The City State of the Invincible Overlord reached players in 1977, years before T1 or B2. Authors Bob Bledsaw and Bill Owen faced more potential for murderous looting than Gary. Most players who sit to play an adventure will follow the plot threads, but the City State offers a sandbox, which gives players free reign. Why bother leaving town for gold and the experience points that it brings?

While the city doesn’t encourage adventurers going from store to store, murdering the proprietors for their cashboxes, it allows for it. Every location includes an account of coins and other treasure, usually hidden, often trapped. The treasure stashes in town match the loot available from the dungeon.

So what stops players from treating the city as a sprawling gold and experience farm?

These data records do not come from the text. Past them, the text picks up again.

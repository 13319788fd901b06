//! RTMP publisher example
//!
//! Run with: cargo run --example publisher -- rtmp://localhost/live/test_key
//!
//! Connects, completes the handshake and pushes synthetic video messages,
//! printing status changes and bitrate reports.

use std::sync::Arc;
use std::time::Duration;

use bytes::Bytes;
use rtmp_publish::protocol::constants::{CSID_VIDEO, MSG_VIDEO};
use rtmp_publish::protocol::Message;
use rtmp_publish::{RtmpSession, SessionConfig, SessionState, TcpTransport};

#[tokio::main]
async fn main() -> Result<(), Box<dyn std::error::Error>> {
    // Initialize logging
    tracing_subscriber::fmt()
        .with_env_filter(
            tracing_subscriber::EnvFilter::from_default_env()
                .add_directive("rtmp_publish=debug".parse()?)
                .add_directive("publisher=info".parse()?),
        )
        .init();

    // Get URL from command line
    let url = std::env::args().nth(1).unwrap_or_else(|| {
        eprintln!("Usage: publisher <rtmp_url>");
        eprintln!("Example: publisher rtmp://localhost/live/test_key");
        std::process::exit(1);
    });

    println!("Connecting to {}", url);

    let config = SessionConfig::default().chunk_size(4096);
    let (session, mut status) = RtmpSession::new(Arc::new(TcpTransport::new()), config)?;

    session.detect_byte_rate(|report| {
        println!(
            "Bitrate: {:?} detected={:.0} B/s sustainable={:.0} B/s",
            report.vector, report.detected_bytes_per_sec, report.sustainable_bytes_per_sec
        );
    });
    session.connect(&url).await?;

    // Wait for the server to accept connect
    while let Some(update) = status.recv().await {
        println!("Status: {:?}", update);
        if update.ready {
            break;
        }
        if update.state.is_terminal() {
            eprintln!("Connection failed: {:?}", update.state);
            return Ok(());
        }
    }

    // Push ten seconds of synthetic 25 fps video, a key frame every 25 frames
    let mut ticker = tokio::time::interval(Duration::from_millis(40));
    for frame in 0u32..250 {
        ticker.tick().await;
        let is_keyframe = frame % 25 == 0;
        let header: &[u8] = if is_keyframe { &[0x17, 0x01] } else { &[0x27, 0x01] };
        let mut payload = header.to_vec();
        payload.resize(4096, 0);

        let msg = Message::new(CSID_VIDEO, frame * 40, MSG_VIDEO, 1, Bytes::from(payload));
        if let Err(e) = session.send_message(&msg, is_keyframe) {
            eprintln!("Send failed: {}", e);
            break;
        }
        if session.status().state != SessionState::HandshakeComplete {
            break;
        }
    }

    println!("Queued bytes at close: {}", session.queued_bytes());
    session.close();

    Ok(())
}
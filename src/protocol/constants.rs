//! RTMP protocol constants
//!
//! Reference: Adobe RTMP Specification (December 2012)

/// RTMP version number (always 3 for standard RTMP)
pub const RTMP_VERSION: u8 = 3;

/// URL scheme accepted by the client
pub const RTMP_SCHEME: &str = "rtmp";

/// Default RTMP port
pub const RTMP_PORT: u16 = 1935;

/// Handshake packet size (C1/C2/S1/S2)
pub const HANDSHAKE_SIZE: usize = 1536;

/// Time + zero fields at the start of C1
pub const HANDSHAKE_HEADER_SIZE: usize = 8;

/// Default chunk size (per RTMP spec)
pub const DEFAULT_CHUNK_SIZE: u32 = 128;

/// Maximum chunk size allowed
pub const MAX_CHUNK_SIZE: u32 = 0xFFFFFF;

/// Maximum message size (sanity limit)
pub const MAX_MESSAGE_SIZE: u32 = 16 * 1024 * 1024; // 16MB

/// Largest message length the 3-byte header field can carry
pub const MAX_MESSAGE_LENGTH: u32 = 0xFFFFFF;

/// Extended timestamp threshold
/// Timestamps >= this value require extended timestamp field
pub const EXTENDED_TIMESTAMP_THRESHOLD: u32 = 0xFFFFFF;

/// Default inbound staging buffer size
pub const DEFAULT_RING_BUFFER_SIZE: usize = 4096;

// ============================================================================
// Chunk Stream IDs (CSID)
// RTMP spec section 5.3.1.1
// ============================================================================

/// Protocol control messages (Set Chunk Size, Abort, etc.)
pub const CSID_PROTOCOL_CONTROL: u32 = 2;

/// Command messages (connect, createStream, etc.)
pub const CSID_COMMAND: u32 = 3;

/// Audio data
pub const CSID_AUDIO: u32 = 4;

/// Video data
pub const CSID_VIDEO: u32 = 6;

// ============================================================================
// Message Type IDs
// RTMP spec section 5.4
// ============================================================================

/// Set Chunk Size (1) - protocol control
pub const MSG_SET_CHUNK_SIZE: u8 = 1;

/// Abort Message (2) - protocol control
pub const MSG_ABORT: u8 = 2;

/// Acknowledgement (3) - protocol control
pub const MSG_ACKNOWLEDGEMENT: u8 = 3;

/// Window Acknowledgement Size (5) - protocol control
pub const MSG_WINDOW_ACK_SIZE: u8 = 5;

/// Set Peer Bandwidth (6) - protocol control
pub const MSG_SET_PEER_BANDWIDTH: u8 = 6;

/// Audio Message (8)
pub const MSG_AUDIO: u8 = 8;

/// Video Message (9)
pub const MSG_VIDEO: u8 = 9;

/// AMF0 Command Message (20) - connect, publish, etc.
pub const MSG_COMMAND_AMF0: u8 = 20;

// ============================================================================
// Command names and codes
// ============================================================================

pub const CMD_CONNECT: &str = "connect";
pub const CMD_RESULT: &str = "_result";
pub const CMD_ERROR: &str = "_error";
pub const CMD_ON_STATUS: &str = "onStatus";

/// Transaction ID used for the connect command
pub const CONNECT_TRANSACTION_ID: f64 = 1.0;

pub const NC_CONNECT_SUCCESS: &str = "NetConnection.Connect.Success";

/// Default Flash version string sent in `connect`
pub const DEFAULT_FLASH_VER: &str = "FMLE/3.0 (compatible; FMSc/1.0)";

// Capability bitmasks advertised in `connect`
pub const CONNECT_AUDIO_CODECS: f64 = 10.0;
pub const CONNECT_VIDEO_CODECS: f64 = 7.0;
pub const CONNECT_VIDEO_FUNCTION: f64 = 1.0;

// ============================================================================
// Chunk Header Format Types (fmt field)
// RTMP spec section 5.3.1.2
// ============================================================================

/// Type 0: Full header (11 bytes) - timestamp, length, type, stream ID
pub const CHUNK_FMT_0: u8 = 0;

/// Type 1: No stream ID (7 bytes) - timestamp delta, length, type
pub const CHUNK_FMT_1: u8 = 1;

/// Type 2: No stream ID, length, type (3 bytes) - timestamp delta only
pub const CHUNK_FMT_2: u8 = 2;

/// Type 3: No header (0 bytes) - use previous chunk's values
pub const CHUNK_FMT_3: u8 = 3;
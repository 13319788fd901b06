//! rtmp-publish: RTMP publishing client
//!
//! This library pushes a live stream to an RTMP server:
//! - Plain RTMP handshake (C0/C1/C2 against S0/S1/S2)
//! - Chunk stream framing with configurable outbound chunk size
//! - AMF0 `connect` command and server reply handling
//! - Congestion-aware sending that drops stale frames at key frames
//! - Bandwidth sampling with an increase/hold/decrease bitrate hint
//!
//! # Example: Publish
//!
//! ```no_run
//! use std::sync::Arc;
//! use std::time::Instant;
//! use bytes::Bytes;
//! use rtmp_publish::{RtmpSession, SessionConfig, TcpTransport};
//!
//! #[tokio::main]
//! async fn main() -> Result<(), Box<dyn std::error::Error>> {
//!     let (session, mut status) = RtmpSession::new(Arc::new(TcpTransport::new()), SessionConfig::default())?;
//!     session.detect_byte_rate(|report| println!("{:?}", report.vector));
//!     session.connect("rtmp://localhost/live/test_key").await?;
//!
//!     while let Some(status) = status.recv().await {
//!         if status.ready {
//!             break;
//!         }
//!     }
//!     session.write(Bytes::from_static(b"flv tag"), true, Instant::now());
//!     Ok(())
//! }
//! ```

pub mod amf;
pub mod client;
pub mod error;
pub mod protocol;
pub mod session;
pub mod stats;
pub mod transport;

// Re-export main types for convenience
pub use client::config::{RtmpUrl, SessionConfig};
pub use error::{Error, Result};
pub use session::{RtmpSession, SessionState, SessionStatus};
pub use stats::{BitrateReport, BitrateVector};
pub use transport::{TcpTransport, Transport, TransportEvents, TransportHandler};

First, the City State features an even more robust legal system than the Keep on the Borderlands. The initial guidelines devote with two pages to crime, trial, and punishment. With enough bribes, a murderer might escape execution, but the price in treasure offsets any gains. Even an ordinary foot patrol consists of 2-24 level-3 guards and the Overlord can call knights and wizards to challenge greater dangers.

orcus in box

In case of loan default, open box.

Second, some citizens posed greater threats than they appeared. As I mentioned in my last post, any shopkeeper could be a polymorphed Ogre Mage or Dragon. Worse, a loan shark might have a way to counter thieves and scofflaws with Orcus the Demon Prince.

I think I’ll try Lending Tree.Last, the NPCs create a balance of power. In the City State, every inhabitant gets combat stats, and the local baker could be a badass—actually he probably is. For example, the silver smith is a level-6 fighter aided by the (fighter 4) tinsmith next door. Even the lowly (fighter 5) tanner pays a troll to guard the cashbox.

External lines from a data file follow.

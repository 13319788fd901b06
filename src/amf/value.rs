//! AMF value types
//!
//! Objects are kept as ordered key/value lists rather than maps: some
//! servers are sensitive to the property order of the `connect` command
//! object, so the order a caller builds is the order put on the wire.

/// Ordered list of object properties
pub type AmfProperties = Vec<(String, AmfValue)>;

/// AMF0 value representation
#[derive(Debug, Clone, PartialEq)]
pub enum AmfValue {
    /// IEEE 754 double-precision floating point (0x00)
    Number(f64),

    /// Boolean value (0x01)
    Boolean(bool),

    /// UTF-8 string (0x02, or 0x0C when longer than 0xFFFF bytes)
    String(String),

    /// Anonymous object with ordered properties (0x03)
    Object(AmfProperties),

    /// Null value (0x05)
    Null,

    /// Undefined value (0x06)
    Undefined,

    /// Associative array (0x08), decoded from server replies
    EcmaArray(AmfProperties),

    /// Dense array (0x0A)
    Array(Vec<AmfValue>),
}

impl AmfValue {
    /// Build an object from `(key, value)` pairs, keeping their order
    pub fn object<K, V, I>(pairs: I) -> Self
    where
        K: Into<String>,
        V: Into<AmfValue>,
        I: IntoIterator<Item = (K, V)>,
    {
        AmfValue::Object(
            pairs
                .into_iter()
                .map(|(k, v)| (k.into(), v.into()))
                .collect(),
        )
    }

    /// Try to get this value as a string reference
    pub fn as_str(&self) -> Option<&str> {
        match self {
            AmfValue::String(s) => Some(s),
            _ => None,
        }
    }

    /// Try to get this value as a number
    pub fn as_number(&self) -> Option<f64> {
        match self {
            AmfValue::Number(n) => Some(*n),
            _ => None,
        }
    }

    /// Try to get this value as a boolean
    pub fn as_bool(&self) -> Option<bool> {
        match self {
            AmfValue::Boolean(b) => Some(*b),
            _ => None,
        }
    }

    /// Try to get the properties of an object or ECMA array
    pub fn as_object(&self) -> Option<&[(String, AmfValue)]> {
        match self {
            AmfValue::Object(props) | AmfValue::EcmaArray(props) => Some(props),
            _ => None,
        }
    }

    /// Get a property from an object value (first match wins)
    pub fn get(&self, key: &str) -> Option<&AmfValue> {
        self.as_object()?
            .iter()
            .find(|(k, _)| k == key)
            .map(|(_, v)| v)
    }

    /// Get a string property from an object value
    pub fn get_string(&self, key: &str) -> Option<&str> {
        self.get(key)?.as_str()
    }

    /// Get a number property from an object value
    pub fn get_number(&self, key: &str) -> Option<f64> {
        self.get(key)?.as_number()
    }
}

impl Default for AmfValue {
    fn default() -> Self {
        AmfValue::Null
    }
}

impl From<bool> for AmfValue {
    fn from(v: bool) -> Self {
        AmfValue::Boolean(v)
    }
}

// AMF0 has no integer type: every numeric is promoted to a double.
macro_rules! impl_from_numeric {
    ($($t:ty),*) => {
        $(
            impl From<$t> for AmfValue {
                fn from(v: $t) -> Self {
                    AmfValue::Number(v as f64)
                }
            }
        )*
    };
}

impl_from_numeric!(f64, f32, i8, i16, i32, i64, u8, u16, u32, u64, isize, usize);

impl From<String> for AmfValue {
    fn from(v: String) -> Self {
        AmfValue::String(v)
    }
}

impl From<&str> for AmfValue {
    fn from(v: &str) -> Self {
        AmfValue::String(v.to_string())
    }
}

impl<V: Into<AmfValue>> From<Vec<V>> for AmfValue {
    fn from(v: Vec<V>) -> Self {
        AmfValue::Array(v.into_iter().map(|x| x.into()).collect())
    }
}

Although the City State’s population seems dangerous, in the Judges Guild world, it ranks as a lower-level city. Its follow up, City State of the World Emperor, warns that its NPCs tend to be a level or two higher.

In games today, player characters have reasons to behave that do not stem from the threat of a weaver kicking their ass. Most campaigns require players to adopt non-evil alignments. The D&D Adventurers League typically requires non-evil characters. The campaign allows PCs in the Zhentarim faction to be lawful evil, but warns, “Just because a player has a character with a darker side doesn’t mean that player has a license to make the game less fun for others at the table.” More, D&D’s social contract has shifted away from allowing players free reign as long as they act in character. Today’s players respect their DM’s preparation by following the threads of the adventure, and avoid actions that ruin other players’ fun. For example, the Adventures League guide says, “If a DM or another player feels as though a player is creating an uncomfortable situation through the excuse of ‘it’s what my character would do,’ the DM is free to give the offending player a warning for disruptive behavior.” I will flatter myself by imagining the authors cribbed my post, “A role-playing game player’s obligation.”

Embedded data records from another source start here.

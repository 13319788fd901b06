//! In-memory transport for tests

use std::collections::VecDeque;
use std::sync::atomic::{AtomicBool, AtomicUsize, Ordering};
use std::sync::Arc;

use async_trait::async_trait;
use parking_lot::Mutex;

use super::{Transport, TransportEvents, TransportHandler};
use crate::error::{Error, Result};

#[derive(Default)]
pub(crate) struct MockTransport {
    written: Mutex<Vec<u8>>,
    inbound: Mutex<VecDeque<u8>>,
    /// Bytes `write` may still accept; `None` is unlimited
    write_budget: Mutex<Option<usize>>,
    fail_writes: AtomicBool,
    endpoint: Mutex<Option<(String, u16)>>,
    handler: Mutex<Option<Arc<dyn TransportHandler>>>,
    pub(crate) disconnects: AtomicUsize,
}

impl MockTransport {
    pub(crate) fn new() -> Arc<Self> {
        Arc::new(Self::default())
    }

    pub(crate) fn endpoint(&self) -> Option<(String, u16)> {
        self.endpoint.lock().clone()
    }

    pub(crate) fn push_inbound(&self, bytes: &[u8]) {
        self.inbound.lock().extend(bytes.iter().copied());
    }

    pub(crate) fn set_write_budget(&self, budget: Option<usize>) {
        *self.write_budget.lock() = budget;
    }

    pub(crate) fn fail_writes(&self, fail: bool) {
        self.fail_writes.store(fail, Ordering::SeqCst);
    }

    pub(crate) fn written(&self) -> Vec<u8> {
        self.written.lock().clone()
    }

    pub(crate) fn written_len(&self) -> usize {
        self.written.lock().len()
    }

    pub(crate) fn take_written(&self) -> Vec<u8> {
        std::mem::take(&mut *self.written.lock())
    }

    /// Deliver events to the registered handler, as a reactor would
    pub(crate) fn fire(&self, events: TransportEvents) {
        let handler = self.handler.lock().clone();
        if let Some(handler) = handler {
            handler.on_transport_event(events);
        }
    }
}

#[async_trait]
impl Transport for MockTransport {
    async fn connect(&self, host: &str, port: u16, handler: Arc<dyn TransportHandler>) -> Result<()> {
        *self.endpoint.lock() = Some((host.to_string(), port));
        *self.handler.lock() = Some(handler);
        Ok(())
    }

    fn disconnect(&self) {
        self.disconnects.fetch_add(1, Ordering::SeqCst);
        self.handler.lock().take();
    }

    fn read(&self, buf: &mut [u8]) -> Result<usize> {
        let mut inbound = self.inbound.lock();
        let n = buf.len().min(inbound.len());
        for (slot, byte) in buf.iter_mut().zip(inbound.drain(..n)) {
            *slot = byte;
        }
        Ok(n)
    }

    fn write(&self, buf: &[u8]) -> Result<usize> {
        if self.fail_writes.load(Ordering::SeqCst) {
            return Err(Error::Transport("write failed".into()));
        }
        let mut budget = self.write_budget.lock();
        let n = match *budget {
            Some(remaining) => {
                let n = remaining.min(buf.len());
                *budget = Some(remaining - n);
                n
            }
            None => buf.len(),
        };
        self.written.lock().extend_from_slice(&buf[..n]);
        Ok(n)
    }
}
//! Session configuration and RTMP URL parsing

use std::time::Duration;

use crate::error::{Error, ProtocolError, Result};
use crate::protocol::constants::{
    DEFAULT_CHUNK_SIZE, DEFAULT_FLASH_VER, DEFAULT_RING_BUFFER_SIZE, HANDSHAKE_SIZE,
    MAX_CHUNK_SIZE, RTMP_PORT, RTMP_SCHEME,
};

/// Publishing session configuration
#[derive(Debug, Clone)]
pub struct SessionConfig {
    /// Queued bytes at which stale frames start being dropped
    pub max_congestion_bytes: usize,

    /// How long the writer waits for a writable event after a zero-byte write
    pub write_retry_timeout: Duration,

    /// Outbound chunk size, announced after the handshake if not 128
    pub chunk_size: u32,

    /// Inbound staging buffer size; must hold a whole handshake packet
    pub ring_buffer_capacity: usize,

    /// Bandwidth sampler cadence
    pub sample_interval: Duration,

    /// Fail the connection when S0 is not version 3
    pub strict_handshake: bool,

    /// Fail the connection when S2 does not echo C1
    pub verify_handshake_echo: bool,

    /// Flash version string sent in `connect`
    pub flash_ver: String,
}

impl Default for SessionConfig {
    fn default() -> Self {
        Self {
            max_congestion_bytes: 10 * 1024 * 1024, // 10MB
            write_retry_timeout: Duration::from_secs(1),
            chunk_size: DEFAULT_CHUNK_SIZE,
            ring_buffer_capacity: DEFAULT_RING_BUFFER_SIZE,
            sample_interval: Duration::from_secs(2),
            strict_handshake: true,
            verify_handshake_echo: false,
            flash_ver: DEFAULT_FLASH_VER.to_string(),
        }
    }
}

impl SessionConfig {
    /// Create a new session config with default values
    pub fn new() -> Self {
        Self::default()
    }

    /// Set the congestion ceiling
    pub fn max_congestion_bytes(mut self, bytes: usize) -> Self {
        self.max_congestion_bytes = bytes;
        self
    }

    /// Set the writer's retry timeout
    pub fn write_retry_timeout(mut self, timeout: Duration) -> Self {
        self.write_retry_timeout = timeout;
        self
    }

    /// Set the outbound chunk size
    pub fn chunk_size(mut self, size: u32) -> Self {
        self.chunk_size = size;
        self
    }

    /// Set the inbound ring buffer capacity
    pub fn ring_buffer_capacity(mut self, capacity: usize) -> Self {
        self.ring_buffer_capacity = capacity;
        self
    }

    /// Set the bandwidth sampling interval
    pub fn sample_interval(mut self, interval: Duration) -> Self {
        self.sample_interval = interval;
        self
    }

    /// Fail or continue on a bad S0 version
    pub fn strict_handshake(mut self, strict: bool) -> Self {
        self.strict_handshake = strict;
        self
    }

    /// Check that S2 echoes C1
    pub fn verify_handshake_echo(mut self, verify: bool) -> Self {
        self.verify_handshake_echo = verify;
        self
    }

    /// Set the Flash version string
    pub fn flash_ver(mut self, flash_ver: impl Into<String>) -> Self {
        self.flash_ver = flash_ver.into();
        self
    }

    /// Reject values the session cannot run with
    pub fn validate(&self) -> Result<()> {
        if self.chunk_size == 0 || self.chunk_size > MAX_CHUNK_SIZE {
            return Err(Error::Config(format!("chunk size {} out of range", self.chunk_size)));
        }
        if self.ring_buffer_capacity < HANDSHAKE_SIZE {
            return Err(Error::Config(format!(
                "ring buffer capacity {} cannot hold a {}-byte handshake packet",
                self.ring_buffer_capacity, HANDSHAKE_SIZE
            )));
        }
        if self.sample_interval.is_zero() {
            return Err(Error::Config("sample interval must be non-zero".into()));
        }
        Ok(())
    }
}

/// Parsed `rtmp://host[:port]/app[/playpath]` URL
#[derive(Debug, Clone, PartialEq, Eq)]
pub struct RtmpUrl {
    pub host: String,
    pub port: u16,
    pub app: String,
    /// Everything after the app segment, e.g. `123/extra`
    pub play_path: Option<String>,
}

impl RtmpUrl {
    /// Parse URL into components
    pub fn parse(url: &str) -> Result<Self> {
        let (scheme, rest) = url
            .split_once("://")
            .ok_or_else(|| ProtocolError::InvalidUrl(url.to_string()))?;
        if !scheme.eq_ignore_ascii_case(RTMP_SCHEME) {
            return Err(ProtocolError::UnsupportedScheme(scheme.to_string()).into());
        }

        let (authority, path) = rest.split_once('/').unwrap_or((rest, ""));
        let (host, port) = match authority.rsplit_once(':') {
            Some((h, p)) => {
                let port = p
                    .parse::<u16>()
                    .map_err(|_| ProtocolError::InvalidUrl(url.to_string()))?;
                (h, port)
            }
            None => (authority, RTMP_PORT),
        };
        if host.is_empty() {
            return Err(ProtocolError::InvalidUrl(url.to_string()).into());
        }

        let (app, play_path) = match path.split_once('/') {
            Some((a, p)) => (a, Some(p)),
            None => (path, None),
        };
        if app.is_empty() {
            return Err(ProtocolError::InvalidUrl(url.to_string()).into());
        }

        Ok(RtmpUrl {
            host: host.to_string(),
            port,
            app: app.to_string(),
            play_path: play_path.filter(|p| !p.is_empty()).map(str::to_string),
        })
    }

    /// `tcUrl` value for the connect command
    pub fn tc_url(&self) -> String {
        format!("{}://{}:{}/{}", RTMP_SCHEME, self.host, self.port, self.app)
    }
}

All those fighters and mages in the City State reveal a possible answer to another question no one asks anymore. In a D&D world, what character class do ordinary people belong to?

In the era of the City State’s 1976 development, D&D products had only showed characters in a dungeon or on a battlefield, so everyone fit the game’s character classes. This led players to ask what classes unseen townsfolk fit in. People toyed with a few possibilities:

Stuck at level 0. Even with experience, ordinary folk never rise to distinguish themselves. Gary Gygax adopted this approach for Advanced Dungeons & Dragons and it carries to fifth edition. D&D casts player characters as special—extraordinary individuals capable of gaining levels and rivaling heroes of legend.

Advantage: Players feel heroic and powerful. Because few rival their potential, they take center stage in the game world.

Disadvantage: Power corrupts. Players feel tempted to behave without a realistic sense of the consequences their actions.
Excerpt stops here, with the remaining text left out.